### [Work to complete]
Output the lines below exactly, please, from the first line until the line with "pub enum CacheType", counting both.

### [Given information]
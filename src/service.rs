//! The service facade: an explicit context object wiring configuration,
//! caches, resolvers, and the scheduler together.
//!
//! There are no ambient singletons: every [`ImageService`] is an
//! independent pipeline, so applications can run several side by side and
//! tests get deterministic setup and teardown.

use std::sync::Arc;

use tracing::info;

use crate::application::{ImageLoaderTask, PipelineContext, WorkScheduler};
use crate::domain::entities::{TaskParameter, base_key};
use crate::domain::errors::{LoadError, LoadResult};
use crate::domain::ports::{
    Decoder, HttpTransport, InlineDispatcher, MainThreadDispatcher, Target,
};
use crate::infrastructure::config::PipelineConfig;
use crate::infrastructure::decode::DefaultDecoder;
use crate::infrastructure::disk_cache::DiskCache;
use crate::infrastructure::download::{DownloadCache, ReqwestTransport, RetryPolicy};
use crate::infrastructure::memory_cache::{CacheStats, MemoryCache};
use crate::infrastructure::resolvers::{BundleResolver, CompositeResolver, WrappedResolver};

/// Which cache layer an operation applies to.
#[derive(Debug, Clone, Copy, PartialEq, Eq)]
pub enum CacheType {
    /// The in-memory decoded-image cache.
    Memory,
    /// The persistent raw-payload cache.
    Disk,
    /// Both layers.
    All,
}

/// Builder for [`ImageService`].
pub struct ImageServiceBuilder {
    config: PipelineConfig,
    decoder: Option<Arc<dyn Decoder>>,
    dispatcher: Option<Arc<dyn MainThreadDispatcher>>,
    transport: Option<Arc<dyn HttpTransport>>,
}

impl ImageServiceBuilder {
    /// Starts a builder over the given configuration.
    #[must_use]
    pub fn new(config: PipelineConfig) -> Self {
        Self {
            config,
            decoder: None,
            dispatcher: None,
            transport: None,
        }
    }

    /// Replaces the default decoder.
    #[must_use]
    pub fn decoder(mut self, decoder: Arc<dyn Decoder>) -> Self {
        self.decoder = Some(decoder);
        self
    }

    /// Replaces the inline dispatcher, e.g. with a UI-thread marshaler.
    #[must_use]
    pub fn dispatcher(mut self, dispatcher: Arc<dyn MainThreadDispatcher>) -> Self {
        self.dispatcher = Some(dispatcher);
        self
    }

    /// Replaces the default HTTP transport.
    #[must_use]
    pub fn transport(mut self, transport: Arc<dyn HttpTransport>) -> Self {
        self.transport = Some(transport);
        self
    }

    /// Builds the service: opens the disk cache, constructs the caches and
    /// resolver chain, and starts the scheduler.
    ///
    /// # Errors
    /// Returns [`LoadError::Io`] when the disk cache cannot be opened or
    /// the HTTP client cannot be built.
    pub async fn build(self) -> LoadResult<ImageService> {
        let config = self.config;

        let disk_cache = Arc::new(
            DiskCache::new(config.resolved_cache_dir(), config.disk_cache_size)
                .await
                .map_err(|err| LoadError::Io(format!("failed to open disk cache: {err}")))?,
        );
        let memory_cache = Arc::new(MemoryCache::new(config.memory_cache_budget));

        let transport: Arc<dyn HttpTransport> = match self.transport {
            Some(transport) => transport,
            None => Arc::new(ReqwestTransport::new(
                config.http_header_timeout,
                config.http_read_timeout,
            )?),
        };
        let retry = RetryPolicy {
            attempts: config.download_attempts,
            interval: config.download_retry_interval,
        };
        let download_cache = Arc::new(DownloadCache::new(disk_cache.clone(), transport, retry));

        let bundle = Arc::new(BundleResolver::new());
        let resolver = Arc::new(WrappedResolver::new(Arc::new(CompositeResolver::new(
            download_cache.clone(),
            bundle.clone(),
        ))));

        let decoder = self.decoder.unwrap_or_else(|| Arc::new(DefaultDecoder));
        let dispatcher = self
            .dispatcher
            .unwrap_or_else(|| Arc::new(InlineDispatcher));

        let context = Arc::new(PipelineContext::new(
            config,
            memory_cache,
            disk_cache,
            resolver,
            decoder,
            dispatcher,
        ));
        let scheduler = WorkScheduler::new(context.clone());

        info!(budget = context.memory_cache.budget(), "image service ready");
        Ok(ImageService {
            context,
            scheduler,
            download_cache,
            bundle,
        })
    }
}

/// An independent image-loading pipeline.
pub struct ImageService {
    context: Arc<PipelineContext>,
    scheduler: WorkScheduler,
    download_cache: Arc<DownloadCache>,
    bundle: Arc<BundleResolver>,
}

impl std::fmt::Debug for ImageService {
    fn fmt(&self, f: &mut std::fmt::Formatter<'_>) -> std::fmt::Result {
        f.debug_struct("ImageService")
            .field("context", &self.context)
            .finish_non_exhaustive()
    }
}

impl ImageService {
    /// Starts building a service.
    #[must_use]
    pub fn builder(config: PipelineConfig) -> ImageServiceBuilder {
        ImageServiceBuilder::new(config)
    }

    /// Submits a request. Cache hits complete before this returns; misses
    /// are scheduled. The returned task handle can be cancelled or
    /// inspected.
    pub async fn load_image(
        &self,
        parameters: TaskParameter,
        target: Option<Arc<dyn Target>>,
    ) -> Arc<ImageLoaderTask> {
        let task = ImageLoaderTask::new(parameters, target, self.context.clone());
        self.scheduler.load_image(task.clone()).await;
        task
    }

    /// Cancels a task and removes it from the pending queue.
    pub fn cancel(&self, task: &Arc<ImageLoaderTask>) {
        self.scheduler.cancel(task);
    }

    /// Prefetches several sources into the caches, with no delivery
    /// target. Returns the task handles; admission happens concurrently.
    pub async fn prefetch(&self, requests: Vec<TaskParameter>) -> Vec<Arc<ImageLoaderTask>> {
        let tasks: Vec<Arc<ImageLoaderTask>> = requests
            .into_iter()
            .map(|parameters| ImageLoaderTask::new(parameters, None, self.context.clone()))
            .collect();
        futures_util::future::join_all(
            tasks
                .iter()
                .map(|task| self.scheduler.load_image(task.clone())),
        )
        .await;
        tasks
    }

    /// Invalidates one cache entry: the key itself, every transformed
    /// variant of its base key in memory, and the base payload on disk.
    pub async fn invalidate_cache_entry(&self, key: &str, cache_type: CacheType) {
        let base = base_key(key).to_string();
        if matches!(cache_type, CacheType::Memory | CacheType::All) {
            self.context.memory_cache.remove(key);
            self.context.memory_cache.remove_similar(&base);
        }
        if matches!(cache_type, CacheType::Disk | CacheType::All) {
            self.context.disk_cache.remove(&base).await;
        }
    }

    /// Clears one or both cache layers.
    pub async fn clear_cache(&self, cache_type: CacheType) {
        if matches!(cache_type, CacheType::Memory | CacheType::All) {
            self.context.memory_cache.clear();
        }
        if matches!(cache_type, CacheType::Disk | CacheType::All) {
            self.context.disk_cache.clear().await;
        }
    }

    /// Pauses or resumes work; see
    /// [`WorkScheduler::set_pause_work`].
    pub fn set_pause_work(&self, paused: bool) {
        self.scheduler.set_pause_work(paused);
    }

    /// Sets the exit-early flag; see
    /// [`WorkScheduler::set_exit_tasks_early`].
    pub fn set_exit_tasks_early(&self, exit: bool) {
        self.scheduler.set_exit_tasks_early(exit);
    }

    /// Number of queued (not yet running) tasks.
    #[must_use]
    pub fn pending_count(&self) -> usize {
        self.scheduler.pending_count()
    }

    /// Memory cache statistics.
    #[must_use]
    pub fn memory_stats(&self) -> CacheStats {
        self.context.memory_cache.stats()
    }

    /// Registers a named bundle/embedded resource.
    pub fn register_resource(&self, name: impl Into<String>, bytes: impl Into<bytes::Bytes>) {
        self.bundle.register(name, bytes);
    }

    /// Waits until queued disk writes are durable. Useful at shutdown and
    /// in tests.
    pub async fn flush_disk_writes(&self) {
        self.context.disk_cache.flush().await;
    }

    /// The shared pipeline context.
    #[must_use]
    pub fn context(&self) -> &Arc<PipelineContext> {
        &self.context
    }

    /// The download cache coordinating URL fetches.
    #[must_use]
    pub fn download_cache(&self) -> &Arc<DownloadCache> {
        &self.download_cache
    }
}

### [Response to this task]
filename src/service.rs
//! The service facade: an explicit context object wiring configuration,
//! caches, resolvers, and the scheduler together.
//!
//! There are no ambient singletons: every [`ImageService`] is an
//! independent pipeline, so applications can run several side by side and
//! tests get deterministic setup and teardown.

use std::sync::Arc;

use tracing::info;

use crate::application::{ImageLoaderTask, PipelineContext, WorkScheduler};
use crate::domain::entities::{TaskParameter, base_key};
use crate::domain::errors::{LoadError, LoadResult};
use crate::domain::ports::{
    Decoder, HttpTransport, InlineDispatcher, MainThreadDispatcher, Target,
};
use crate::infrastructure::config::PipelineConfig;
use crate::infrastructure::decode::DefaultDecoder;
use crate::infrastructure::disk_cache::DiskCache;
use crate::infrastructure::download::{DownloadCache, ReqwestTransport, RetryPolicy};
use crate::infrastructure::memory_cache::{CacheStats, MemoryCache};
use crate::infrastructure::resolvers::{BundleResolver, CompositeResolver, WrappedResolver};

/// Which cache layer an operation applies to.
#[derive(Debug, Clone, Copy, PartialEq, Eq)]
pub enum CacheType {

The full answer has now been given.